Jeffrey Solomon is an imaging scientist (contractor) at the NIH NIAID DCR Integrated Research Facility at Fort Detrick, Frederick, Maryland, United States. In this role, he leads an artificial intelligence (AI) team that implements innovative techniques to create predictive models and automate segmentation of medical images based on machine-learning principles. Working directly with radiologist colleagues, he consults on best-of-class quantitative image analysis methods to employ in infectious disease imaging research.
Syed M. S. Reza is a postdoctoral fellow at the NIH. He earned his BS degree from Bangladesh University of Engineering and Technology, Dhaka, Bangladesh, and his PhD in medical image analysis from the Old Dominion University, Virginia, United States. His research focuses on machine-learning-driven computational modeling for medical image analysis, such as segmentation, classification, disease tracking, and growth prediction for affected organs in infectious disease analyses and brain lesions, tumors, and traumatic brain injury.

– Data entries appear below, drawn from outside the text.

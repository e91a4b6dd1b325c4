pub mod audio;
pub mod capture;
pub mod config;
pub mod error;
pub mod gui;
pub mod keymap;
pub mod mux;
pub mod navigator;
pub mod scrubber;
pub mod session;
pub mod video;

pub use config::AppConfig;
pub use error::CoverError;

Hee-Jeong Yang is an imaging analyst (contractor) at the NIH NIAID DCR Integrated Research Facility at Fort Detrick, Frederick, Maryland, United States. Her training focused on applying various imaging technologies including optical and nuclear medicine imaging in infectious diseases to elucidate host–pathogen interactions, pathogenesis, and therapeutic evaluation. In her current role, she specializes in PET/CT image analysis in preclinical animal models of viral diseases caused by Risk Group 4 organisms.
Winston T. Chu is a data scientist (contractor) at the NIH NIAID DCR Integrated Research Facility at Fort Detrick. His research focus is on the development of innovative techniques driven by AI to automatically segment and classify medical images of infectious diseases.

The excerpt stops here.